Neuwahl in Österreich: Schmerzhaft, aber richtig

Österreich muss zum dritten Mal in diesem Jahr über ein neues Staatsoberhaupt abstimmen. Ein Urteil, das viele schmerzen mag, aber eine konsequente Lösung ist. Ein Kommentar von Stephan Kabosch.
Wien - Genau so könnte es in einem Bericht internationaler Wahlbeobachter der OSZE stehen. Da wurde geschlampt, wurden Kuverts zu früh geöffnet, waren Wahlkommissionen nicht ordentlich besetzt. Genau so ist es auch geschehen. Nicht Tausende Kilometer von Westminster entfernt, sondern in einer der ältesten Festlanddemokratien Europas, in Österreich.
Jetzt also hat der Verfassungsgerichtshof in Wien die Stichwahl um das Amt des Bundespräsidenten aufgehoben, weil es bei der Erfassung des Briefwahlergebnisses zu Gesetzesverstößen gekommen ist. Nicht vereinzelt, sondern in Dutzenden Wahlsprengeln, wie in einer Bananenrepublik. Die fällige Neuwahl mag all jene schmerzen, die nach dem knappen Sieg Alexander Van der Bellens im Mai aufgeatmet haben. Und es mag für den Verlierer Norbert Hofer und die Rechtspopulisten von der FPÖ eine zweite, eine unverdiente Chance geben. Aber das Richterwort über eine Neuwahl ist die einzig konsequente Entscheidung. Und es kann als deutliches Signal an die Österreicher und ihr zutiefst erschüttertes Vertrauen gegenüber dem Staat und seinen Behörden gesehen werden. Wenn schon die Politik schlampt, dann funktioniert zumindest der Rechtsstaat, eine unabhängige Justiz. Das ist umso bemerkenswerter, als die Verfassungsrichter ja auf Vorschlag der politischen Parteien nominiert werden.
Ein gewaltiger demokratiepolitischer Makel
Die Richter konnten auch gar nicht anders entscheiden. Gerade an die Briefwahl, bei der die Einhaltung der persönlichen, geheimen und freien Stimmabgabe ja sehr viel schwieriger zu gewährleisten ist als bei der Stimmabgabe im Wahllokal, müssen besonders strenge Kriterien geknüpft werden. Da reicht eben schon aus, dass Schlampereien das Ergebnis beeinträchtigt haben könnten, aber eben nicht auch mussten. Dass die bestehenden Wahlgesetze kaum eingehalten werden können, wie Zeugen im Verfahren vor dem Verfassungsgericht jetzt beklagten, macht die Sache nicht besser. Im Gegenteil: Es verstärkt den Verdacht, dass nicht erst bei dieser Wahl eher salopp mit dem Wählerwillen verfahren wurde. Ein jahrzehntelanges "Passt scho..." als ein demokratiepolitischer Makel.

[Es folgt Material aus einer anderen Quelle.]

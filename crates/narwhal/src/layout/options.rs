use crate::graph::Axis;
use serde::{Deserialize, Serialize};

/// How ideal link lengths are derived from the graph structure.
#[derive(Debug, Clone, Copy, PartialEq, Default, Serialize, Deserialize)]
#[serde(tag = "kind", rename_all = "camelCase")]
pub enum LinkLengths {
    /// Every link uses the configured link distance.
    #[default]
    None,
    /// `ideal * (1 + weight * sqrt(|N(u) xor N(v)|))`.
    SymmetricDiff { ideal: f64, weight: f64 },
    /// `ideal * (1 + weight * jaccard(N(u), N(v)))`.
    Jaccard { ideal: f64, weight: f64 },
}

/// Directed links point along `axis`, at least `min_separation` apart.
#[derive(Debug, Clone, Copy, PartialEq, Serialize, Deserialize)]
#[serde(rename_all = "camelCase")]
pub struct FlowLayout {
    pub axis: Axis,
    pub min_separation: f64,
}

/// Who calls `tick()` once the layout is running.
#[derive(Debug, Clone, Copy, PartialEq, Eq, Default, Serialize, Deserialize)]
#[serde(rename_all = "camelCase")]
pub enum Drive {
    /// `kick()` ticks until convergence before returning.
    #[default]
    Blocking,
    /// `kick()` returns immediately; the host calls `tick()`, e.g. once per frame.
    External,
}

#[derive(Debug, Clone, PartialEq, Serialize, Deserialize)]
#[serde(default, rename_all = "camelCase")]
pub struct LayoutOptions {
    /// `[width, height]` of the drawing area. Unpositioned nodes start at its centre.
    pub canvas_size: [f64; 2],
    /// Size assumed for nodes without one when packing components.
    pub default_node_size: f64,
    pub link_distance: f64,
    pub link_lengths: LinkLengths,
    pub convergence_threshold: f64,
    /// Strength of the pull between a group's extent variables.
    pub group_compactness: f64,
    pub avoid_overlaps: bool,
    pub handle_disconnected: bool,
    pub flow_layout: Option<FlowLayout>,
    /// Ideal distances between nodes, replacing the shortest-path matrix.
    pub distance_matrix: Option<Vec<Vec<f64>>>,
    pub drive: Drive,
    pub max_kick_ticks: usize,
    pub random_seed: u64,
}

impl Default for LayoutOptions {
    fn default() -> Self {
        Self {
            canvas_size: [1.0, 1.0],
            default_node_size: 10.0,
            link_distance: 20.0,
            link_lengths: LinkLengths::None,
            convergence_threshold: 0.01,
            group_compactness: 1e-6,
            avoid_overlaps: false,
            handle_disconnected: true,
            flow_layout: None,
            distance_matrix: None,
            drive: Drive::Blocking,
            max_kick_ticks: 10_000,
            random_seed: 1,
        }
    }
}

/// Iteration budget of each phase of [`Layout::start`](crate::Layout::start).
#[derive(Debug, Clone, Copy, PartialEq, Eq, Serialize, Deserialize)]
#[serde(default, rename_all = "camelCase")]
pub struct StartOptions {
    pub unconstrained_iterations: usize,
    pub user_constraint_iterations: usize,
    pub all_constraints_iterations: usize,
    pub grid_snap_iterations: usize,
    /// Resume the tick loop after the initial phases.
    pub keep_running: bool,
    /// Centre packed components in the canvas.
    pub center_graph: bool,
}

impl Default for StartOptions {
    fn default() -> Self {
        Self {
            unconstrained_iterations: 0,
            user_constraint_iterations: 0,
            all_constraints_iterations: 0,
            grid_snap_iterations: 0,
            keep_running: true,
            center_graph: true,
        }
    }
}

impl StartOptions {
    pub fn iterations(unconstrained: usize, user_constraints: usize, all_constraints: usize) -> Self {
        Self {
            unconstrained_iterations: unconstrained,
            user_constraint_iterations: user_constraints,
            all_constraints_iterations: all_constraints,
            ..Self::default()
        }
    }
}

Diesen Makel öffentlich gemacht und bekämpft zu haben, damit brüstet sich nun die FPÖ. Das ist einigermaßen scheinheilig, da auch ihre Wahlbeisitzer an den Gesetzesverstößen beteiligt waren. Die FPÖ ist eben nicht die Hüterin der Verfassung, sondern ein schlechter Verlierer. Aber die Verfassungsrichter haben auch festgestellt, dass es keinen Beweis gibt für eine Manipulation, keinen Beleg für Wahlbetrug. Die FPÖ kann damit nicht länger die Opferrolle spielen, in die sie sich nach der „arschknapp“ (O-Ton Wahlsieger Van der Bellen) verlorenen Stichwahl im Mai geflüchtet hatte. Eine „Verschwörung des Systems“ gegen die Freiheitlichen hat es nicht gegeben.
Chance oder Bedrohung für das Land?
Österreich steckt tief in einer Krise. Der Wirtschaft geht es nicht gut, dringend notwendige Reformen kommen nicht voran, die Gesellschaft ist gespalten. Eine Neuwahl im Herbst kostet Zeit, noch mehr Geld und lässt einen erneut schmutzigen Lagerwahlkampf befürchten. Einen Vorgeschmack darauf hat es bereits kurz nach der Neuwahl-Ankündigung gegeben: Auf rechten Internet-Seiten kursieren Gerüchte über eine Krebserkrankung und Demenz Van der Bellens. Und jetzt, nach dem "Brexit"-Votum der Briten, wird plötzlich ein von der FPÖ ins Spiel gebrachtes EU-Austrittsreferendum den neuen Wahlk(r)ampf um die Wiener Hofburg dominieren. Das lässt wieder einen knappen Ausgang befürchten. Es könnte aber auch eine Chance sein, endlich für klare Verhältnisse in Österreich zu sorgen.